WHAT YOU WILL DO:
Among the entries below, find each line holding "records" and return it.

Stored data entries:
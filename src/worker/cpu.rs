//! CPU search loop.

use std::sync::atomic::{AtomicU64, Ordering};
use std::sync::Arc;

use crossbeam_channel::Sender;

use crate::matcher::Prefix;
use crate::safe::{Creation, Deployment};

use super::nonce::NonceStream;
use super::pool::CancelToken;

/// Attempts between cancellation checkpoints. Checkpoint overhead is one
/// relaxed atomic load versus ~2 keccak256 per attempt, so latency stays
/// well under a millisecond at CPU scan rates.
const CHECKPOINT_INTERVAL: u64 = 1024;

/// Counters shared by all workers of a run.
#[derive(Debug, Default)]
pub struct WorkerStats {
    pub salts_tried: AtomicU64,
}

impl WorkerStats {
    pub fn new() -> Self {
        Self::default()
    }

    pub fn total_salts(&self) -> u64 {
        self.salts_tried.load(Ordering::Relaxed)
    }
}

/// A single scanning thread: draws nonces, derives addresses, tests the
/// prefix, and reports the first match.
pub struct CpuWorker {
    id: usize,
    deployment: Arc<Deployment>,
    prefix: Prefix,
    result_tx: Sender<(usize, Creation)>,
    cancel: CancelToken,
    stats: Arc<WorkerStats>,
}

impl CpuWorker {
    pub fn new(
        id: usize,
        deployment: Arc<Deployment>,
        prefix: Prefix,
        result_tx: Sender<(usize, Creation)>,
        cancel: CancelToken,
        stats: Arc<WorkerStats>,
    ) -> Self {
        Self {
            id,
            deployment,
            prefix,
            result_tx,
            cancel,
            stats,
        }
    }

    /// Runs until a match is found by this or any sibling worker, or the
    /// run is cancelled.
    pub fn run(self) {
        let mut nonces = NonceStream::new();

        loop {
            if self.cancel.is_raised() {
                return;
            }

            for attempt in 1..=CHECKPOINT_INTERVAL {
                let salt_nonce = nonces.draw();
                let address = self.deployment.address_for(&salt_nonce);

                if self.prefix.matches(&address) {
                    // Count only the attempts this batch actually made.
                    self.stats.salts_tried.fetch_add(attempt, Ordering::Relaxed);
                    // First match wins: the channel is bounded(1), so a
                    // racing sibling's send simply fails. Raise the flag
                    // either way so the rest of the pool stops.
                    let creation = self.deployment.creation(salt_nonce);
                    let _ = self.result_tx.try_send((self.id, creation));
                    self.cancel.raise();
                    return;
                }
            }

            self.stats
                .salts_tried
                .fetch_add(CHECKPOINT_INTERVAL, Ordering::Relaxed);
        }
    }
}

* * *

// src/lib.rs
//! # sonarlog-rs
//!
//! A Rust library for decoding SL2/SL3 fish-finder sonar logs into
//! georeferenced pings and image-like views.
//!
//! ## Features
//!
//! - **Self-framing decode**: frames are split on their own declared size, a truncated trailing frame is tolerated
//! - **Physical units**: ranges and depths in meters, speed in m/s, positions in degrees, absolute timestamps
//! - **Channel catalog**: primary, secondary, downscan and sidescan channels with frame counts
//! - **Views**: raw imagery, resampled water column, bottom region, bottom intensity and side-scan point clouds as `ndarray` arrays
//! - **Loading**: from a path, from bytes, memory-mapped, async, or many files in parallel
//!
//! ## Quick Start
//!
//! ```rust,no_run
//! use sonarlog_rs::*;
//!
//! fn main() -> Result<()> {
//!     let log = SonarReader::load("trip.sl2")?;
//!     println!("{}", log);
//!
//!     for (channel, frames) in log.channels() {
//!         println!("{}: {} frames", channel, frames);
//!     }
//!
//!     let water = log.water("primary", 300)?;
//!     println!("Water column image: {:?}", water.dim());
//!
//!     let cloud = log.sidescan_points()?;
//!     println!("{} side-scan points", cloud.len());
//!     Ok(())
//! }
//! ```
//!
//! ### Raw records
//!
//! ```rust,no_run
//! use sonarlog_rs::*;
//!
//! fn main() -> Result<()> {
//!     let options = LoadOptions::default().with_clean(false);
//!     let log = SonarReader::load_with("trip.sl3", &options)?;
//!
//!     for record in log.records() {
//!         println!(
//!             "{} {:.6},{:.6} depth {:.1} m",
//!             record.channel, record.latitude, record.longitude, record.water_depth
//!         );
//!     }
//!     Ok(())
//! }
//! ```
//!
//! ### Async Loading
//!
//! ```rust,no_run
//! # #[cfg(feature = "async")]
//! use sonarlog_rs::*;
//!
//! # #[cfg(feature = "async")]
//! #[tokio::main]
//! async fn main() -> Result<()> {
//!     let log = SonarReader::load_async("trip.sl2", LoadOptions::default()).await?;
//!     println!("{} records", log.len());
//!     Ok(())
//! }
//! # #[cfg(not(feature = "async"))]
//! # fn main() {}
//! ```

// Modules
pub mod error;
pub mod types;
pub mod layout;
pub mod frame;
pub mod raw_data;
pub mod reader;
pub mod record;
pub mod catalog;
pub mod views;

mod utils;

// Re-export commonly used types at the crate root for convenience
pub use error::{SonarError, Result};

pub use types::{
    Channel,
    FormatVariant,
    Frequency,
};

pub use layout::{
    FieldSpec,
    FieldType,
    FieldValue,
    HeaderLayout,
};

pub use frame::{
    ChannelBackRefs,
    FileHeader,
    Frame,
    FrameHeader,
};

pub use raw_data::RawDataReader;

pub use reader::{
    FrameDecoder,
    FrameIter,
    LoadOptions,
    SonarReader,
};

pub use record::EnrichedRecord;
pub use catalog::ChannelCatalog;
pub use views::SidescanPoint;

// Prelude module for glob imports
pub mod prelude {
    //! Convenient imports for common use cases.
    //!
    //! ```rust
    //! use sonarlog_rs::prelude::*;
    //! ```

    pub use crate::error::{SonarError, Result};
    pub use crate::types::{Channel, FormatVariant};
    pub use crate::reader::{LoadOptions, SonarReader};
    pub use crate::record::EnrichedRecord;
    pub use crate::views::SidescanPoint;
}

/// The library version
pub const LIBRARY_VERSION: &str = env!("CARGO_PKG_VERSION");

==

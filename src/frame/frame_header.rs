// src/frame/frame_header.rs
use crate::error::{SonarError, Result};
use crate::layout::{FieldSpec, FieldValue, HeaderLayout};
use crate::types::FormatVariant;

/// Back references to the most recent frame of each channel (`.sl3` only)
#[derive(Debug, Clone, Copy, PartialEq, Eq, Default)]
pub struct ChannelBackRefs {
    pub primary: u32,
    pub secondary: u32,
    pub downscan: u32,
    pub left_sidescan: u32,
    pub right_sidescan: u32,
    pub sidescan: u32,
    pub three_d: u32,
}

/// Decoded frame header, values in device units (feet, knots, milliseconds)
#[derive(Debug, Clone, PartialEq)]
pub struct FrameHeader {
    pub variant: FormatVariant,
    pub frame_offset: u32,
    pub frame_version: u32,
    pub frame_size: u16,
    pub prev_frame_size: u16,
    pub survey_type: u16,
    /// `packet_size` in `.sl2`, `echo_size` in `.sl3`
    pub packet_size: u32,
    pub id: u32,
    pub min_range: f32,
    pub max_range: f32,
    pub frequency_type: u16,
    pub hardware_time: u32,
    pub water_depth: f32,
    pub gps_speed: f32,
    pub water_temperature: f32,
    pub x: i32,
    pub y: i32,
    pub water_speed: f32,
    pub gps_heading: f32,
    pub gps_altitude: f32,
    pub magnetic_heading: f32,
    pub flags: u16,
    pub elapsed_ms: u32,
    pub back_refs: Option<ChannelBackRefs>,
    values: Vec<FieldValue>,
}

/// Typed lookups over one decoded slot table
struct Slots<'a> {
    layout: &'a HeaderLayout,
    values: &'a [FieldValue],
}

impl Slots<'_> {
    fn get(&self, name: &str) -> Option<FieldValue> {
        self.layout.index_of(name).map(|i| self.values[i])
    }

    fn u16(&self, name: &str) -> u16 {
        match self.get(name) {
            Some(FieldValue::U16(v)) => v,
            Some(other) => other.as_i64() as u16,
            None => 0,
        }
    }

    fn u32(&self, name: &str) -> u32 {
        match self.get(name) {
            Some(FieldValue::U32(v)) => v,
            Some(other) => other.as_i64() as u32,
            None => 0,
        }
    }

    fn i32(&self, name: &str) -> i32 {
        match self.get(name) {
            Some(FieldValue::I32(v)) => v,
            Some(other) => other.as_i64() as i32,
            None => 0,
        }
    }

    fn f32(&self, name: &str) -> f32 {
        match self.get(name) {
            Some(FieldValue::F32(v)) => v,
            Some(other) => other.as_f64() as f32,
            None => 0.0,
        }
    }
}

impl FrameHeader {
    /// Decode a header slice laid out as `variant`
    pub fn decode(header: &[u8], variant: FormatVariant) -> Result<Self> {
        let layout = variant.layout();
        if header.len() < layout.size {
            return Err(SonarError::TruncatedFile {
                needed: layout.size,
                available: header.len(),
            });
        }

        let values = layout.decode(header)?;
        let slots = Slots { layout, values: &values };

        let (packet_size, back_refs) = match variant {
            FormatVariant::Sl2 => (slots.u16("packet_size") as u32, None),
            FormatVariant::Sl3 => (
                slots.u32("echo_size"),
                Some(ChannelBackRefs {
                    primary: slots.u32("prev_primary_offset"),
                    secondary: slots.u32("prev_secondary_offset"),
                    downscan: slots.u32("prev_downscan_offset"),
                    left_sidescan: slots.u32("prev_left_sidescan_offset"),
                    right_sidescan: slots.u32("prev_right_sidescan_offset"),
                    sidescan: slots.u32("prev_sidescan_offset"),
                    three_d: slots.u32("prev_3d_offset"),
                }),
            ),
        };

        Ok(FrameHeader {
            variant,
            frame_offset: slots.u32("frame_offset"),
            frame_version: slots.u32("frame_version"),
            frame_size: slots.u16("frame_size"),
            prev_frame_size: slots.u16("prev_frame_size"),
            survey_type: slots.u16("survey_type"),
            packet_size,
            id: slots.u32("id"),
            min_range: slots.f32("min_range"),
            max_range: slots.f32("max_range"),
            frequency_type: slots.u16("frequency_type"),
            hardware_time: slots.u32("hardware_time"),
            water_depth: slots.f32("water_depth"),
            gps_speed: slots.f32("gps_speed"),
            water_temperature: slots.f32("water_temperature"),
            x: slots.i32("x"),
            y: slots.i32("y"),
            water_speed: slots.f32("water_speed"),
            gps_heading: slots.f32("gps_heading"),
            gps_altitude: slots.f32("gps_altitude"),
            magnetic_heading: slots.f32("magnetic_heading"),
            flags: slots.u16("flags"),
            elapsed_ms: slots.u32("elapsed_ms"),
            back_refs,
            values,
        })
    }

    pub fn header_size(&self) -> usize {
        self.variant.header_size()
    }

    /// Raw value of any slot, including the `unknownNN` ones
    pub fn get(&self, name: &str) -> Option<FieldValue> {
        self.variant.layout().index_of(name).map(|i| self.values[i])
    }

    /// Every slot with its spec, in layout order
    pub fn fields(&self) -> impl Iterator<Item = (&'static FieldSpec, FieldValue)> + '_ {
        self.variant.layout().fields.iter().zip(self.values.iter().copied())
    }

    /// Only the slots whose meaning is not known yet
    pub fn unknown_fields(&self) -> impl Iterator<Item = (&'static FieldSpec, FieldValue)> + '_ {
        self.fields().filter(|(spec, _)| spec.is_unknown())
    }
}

TASK RESULT:
//! ### Raw records
//!     for record in log.records() {
//!     println!("{} records", log.len());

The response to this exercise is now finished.